Weiter im Text: Google Photo wird anbieten, störende Elemente aus Bilder herauszurechnen. Wird eine Person beispielsweise teilweise von einem Laternenpfahl verdeckt, lässt die App den verschwinden und ergänzt das Foto um das, was zuvor verdeckt wurde. Ist das schlau? Ja, das ist intelligent… Menschen werden natürlich erkannt – im Rahmen der Privatsphäreeinstellungen. Apropos: Sich mit diesen Optionen INTENSIV zu befassen und sie so zu wählen, dass von der eigenen Privatsphäre exakt das zu sehen ist, was man zeigen möchte, wird zu einer Art Überlebenstechnik und MUSS ab sofort in den Schulen gelehrt werden. Jedenfalls: Hat Google Photo Verwandte und Freunde erkannt, schlägt es vor, die entsprechenden Fotos mit diesen zu teilen. Und plötzlich findet Onkel Kurt die Fotos vom kleinen Neffen Justin in seinem Google-Photo-Bestand, ohne dass irgendwer irgendetwas daran tun muss.
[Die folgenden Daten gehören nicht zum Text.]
//! Storage port - defines the interface for ship persistence
//!
//! The domain layer defines what it needs, and the infrastructure layer
//! provides the implementation. Backends (relational, key-value) are
//! selected at process startup; nothing above this trait ever learns
//! which engine is in use.

use async_trait::async_trait;

use crate::entities::Ship;
use crate::error::DomainError;
use crate::value_objects::UserId;

/// Result type for storage operations
pub type RepoResult<T> = Result<T, DomainError>;

#[async_trait]
pub trait ShipStore: Send + Sync {
    /// Create a new ship with a zero support count.
    ///
    /// Fails with [`DomainError::DuplicateName`] when a ship with the same
    /// name (case-insensitive) already exists.
    async fn create(&self, user1: &UserId, user2: &UserId, name: &str) -> RepoResult<Ship>;

    /// Find a ship by name, case-insensitive exact match
    async fn find_by_name(&self, name: &str) -> RepoResult<Option<Ship>>;

    /// Find a ship by user pair, regardless of argument order
    async fn find_by_pair(&self, user1: &UserId, user2: &UserId) -> RepoResult<Option<Ship>>;

    /// Rename the ship for the given user pair.
    ///
    /// Fails with [`DomainError::PairNotFound`] when no ship matches the pair
    /// and [`DomainError::DuplicateName`] when the new name collides with a
    /// different ship.
    async fn rename(&self, user1: &UserId, user2: &UserId, new_name: &str) -> RepoResult<Ship>;

    /// Delete a ship by name. Fails with [`DomainError::ShipNotFound`] if absent.
    async fn delete(&self, name: &str) -> RepoResult<()>;

    /// Add one support vote and return the post-increment count.
    ///
    /// Must be atomic at the storage layer: concurrent increments on the same
    /// name never lose an update.
    async fn increment_support(&self, name: &str) -> RepoResult<i64>;

    /// Administrative absolute override of the support count.
    ///
    /// Fails with [`DomainError::InvalidSupportValue`] when `value < 0`.
    async fn set_support(&self, name: &str, value: i64) -> RepoResult<()>;

    /// Top ships ordered by support count descending, ties broken by
    /// insertion order (earliest first).
    async fn top_by_score(&self, limit: usize) -> RepoResult<Vec<Ship>>;
}
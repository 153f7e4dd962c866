//! Outbound Discord REST API client
//!
//! Implements the platform port with `reqwest`. One client is constructed at
//! startup and shared; `reqwest::Client` pools connections internally.

use async_trait::async_trait;
use serde::Deserialize;
use tracing::instrument;

use ship_core::error::DomainError;
use ship_core::traits::{PlatformClient, PlatformUser, RepoResult};
use ship_core::value_objects::UserId;

use crate::commands::command_definitions;

/// Guild member envelope; the interesting bits live on the nested user
#[derive(Debug, Deserialize)]
struct MemberEnvelope {
    user: PlatformUser,
}

/// Discord REST API client
#[derive(Clone)]
pub struct DiscordRestClient {
    http: reqwest::Client,
    api_base: String,
    bot_token: String,
}

impl DiscordRestClient {
    /// Create a new client against the given API base URL
    pub fn new(api_base: impl Into<String>, bot_token: impl Into<String>) -> Self {
        Self {
            http: reqwest::Client::new(),
            api_base: api_base.into(),
            bot_token: bot_token.into(),
        }
    }

    fn auth_header(&self) -> String {
        format!("Bot {}", self.bot_token)
    }

    fn map_send_error(e: reqwest::Error) -> DomainError {
        DomainError::FetchError(e.to_string())
    }

    /// Bulk-overwrite the application's slash commands
    #[instrument(skip(self))]
    pub async fn register_commands(&self, application_id: &str) -> RepoResult<()> {
        let url = format!("{}/applications/{}/commands", self.api_base, application_id);
        let response = self
            .http
            .put(&url)
            .header("Authorization", self.auth_header())
            .json(&command_definitions())
            .send()
            .await
            .map_err(Self::map_send_error)?;

        if !response.status().is_success() {
            return Err(DomainError::FetchError(format!(
                "command registration returned {}",
                response.status()
            )));
        }

        tracing::info!(application_id = %application_id, "Slash commands registered");
        Ok(())
    }
}

#[async_trait]
impl PlatformClient for DiscordRestClient {
    #[instrument(skip(self))]
    async fn get_user(&self, id: &UserId) -> RepoResult<PlatformUser> {
        let url = format!("{}/users/{}", self.api_base, id);
        let response = self
            .http
            .get(&url)
            .header("Authorization", self.auth_header())
            .send()
            .await
            .map_err(Self::map_send_error)?;

        if !response.status().is_success() {
            return Err(DomainError::FetchError(format!(
                "user fetch returned {}",
                response.status()
            )));
        }

        response.json().await.map_err(Self::map_send_error)
    }

    #[instrument(skip(self))]
    async fn list_guild_members(&self, guild_id: &str) -> RepoResult<Vec<PlatformUser>> {
        let url = format!("{}/guilds/{}/members?limit=1000", self.api_base, guild_id);
        let response = self
            .http
            .get(&url)
            .header("Authorization", self.auth_header())
            .send()
            .await
            .map_err(Self::map_send_error)?;

        if !response.status().is_success() {
            return Err(DomainError::FetchError(format!(
                "member list returned {}",
                response.status()
            )));
        }

        let members: Vec<MemberEnvelope> =
            response.json().await.map_err(Self::map_send_error)?;
        Ok(members.into_iter().map(|m| m.user).collect())
    }

    #[instrument(skip(self, payload))]
    async fn edit_original_response(
        &self,
        application_id: &str,
        interaction_token: &str,
        payload: &serde_json::Value,
    ) -> RepoResult<()> {
        let url = format!(
            "{}/webhooks/{}/{}/messages/@original",
            self.api_base, application_id, interaction_token
        );
        let response = self
            .http
            .patch(&url)
            .json(payload)
            .send()
            .await
            .map_err(Self::map_send_error)?;

        if !response.status().is_success() {
            return Err(DomainError::FetchError(format!(
                "follow-up edit returned {}",
                response.status()
            )));
        }

        Ok(())
    }
}
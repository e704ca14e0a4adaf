//! Error types for canary services

use thiserror::Error;

pub type Result<T> = std::result::Result<T, CanaryError>;

#[derive(Error, Debug)]
pub enum CanaryError {
    #[error("Configuration error: {0}")]
    Config(String),

    #[error("Network error: {0}")]
    Network(String),

    #[error("Service unavailable: {0}")]
    Unavailable(String),

    #[error("Timeout: {0}")]
    Timeout(String),

    #[error("Simulation error: {0}")]
    Simulation(String),

    #[error("Internal error: {0}")]
    Internal(String),
}

impl CanaryError {
    pub fn status_code(&self) -> u16 {
        match self {
            Self::Unavailable(_) => 503,
            Self::Timeout(_) => 504,
            _ => 500,
        }
    }

    pub fn error_code(&self) -> &'static str {
        match self {
            Self::Config(_) => "CONFIG_ERROR",
            Self::Network(_) => "NETWORK_ERROR",
            Self::Unavailable(_) => "UNAVAILABLE",
            Self::Timeout(_) => "TIMEOUT",
            Self::Simulation(_) => "SIMULATION_ERROR",
            Self::Internal(_) => "INTERNAL_ERROR",
        }
    }
}

impl From<std::io::Error> for CanaryError {
    fn from(err: std::io::Error) -> Self {
        CanaryError::Network(err.to_string())
    }
}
So alltagspraktisch sich das alles anhört, so sehr berührt die Intelligenz in einer unscheinbaren App wie Google Photos doch tiefgehende politische und soziale Fragen. Wenn schon dieser kostenlose Service jeden auf jedem x-beliebigen Foto erkennt, dann dürften ja wohl die Systeme der Polizei und der Geheimdienste jeden identifizieren können, den irgendeine Überwachungskamera erfasst hat. Wertet eine App wie Google Photos die Sammlungen solcher Kameras aus, werden Kontexte erzeugt, die vollständige Lebensprofile ergeben können. Das ist nicht mehr Zukunftsmusik, das ist jetzt! Die nächste Stufe bei der KI-Bilderkennung dreht sich um Emotionen. Die Systeme sollen und werden erkennen, in welchem Gemütszustand sich der/die Abgebildete befindet. Weil das demnächst auch fürs Bewegtbild gilt und in Echtzeit möglich sein wird, könnten Amokläufer sehr frühzeitig und ohne menschliches Zutun identifiziert werden, bevor sie Unheil anrichten. Das wäre eine ausgesprochen menschenfreundliche Umsetzung sich rasant weiterentwickelnder Techniken.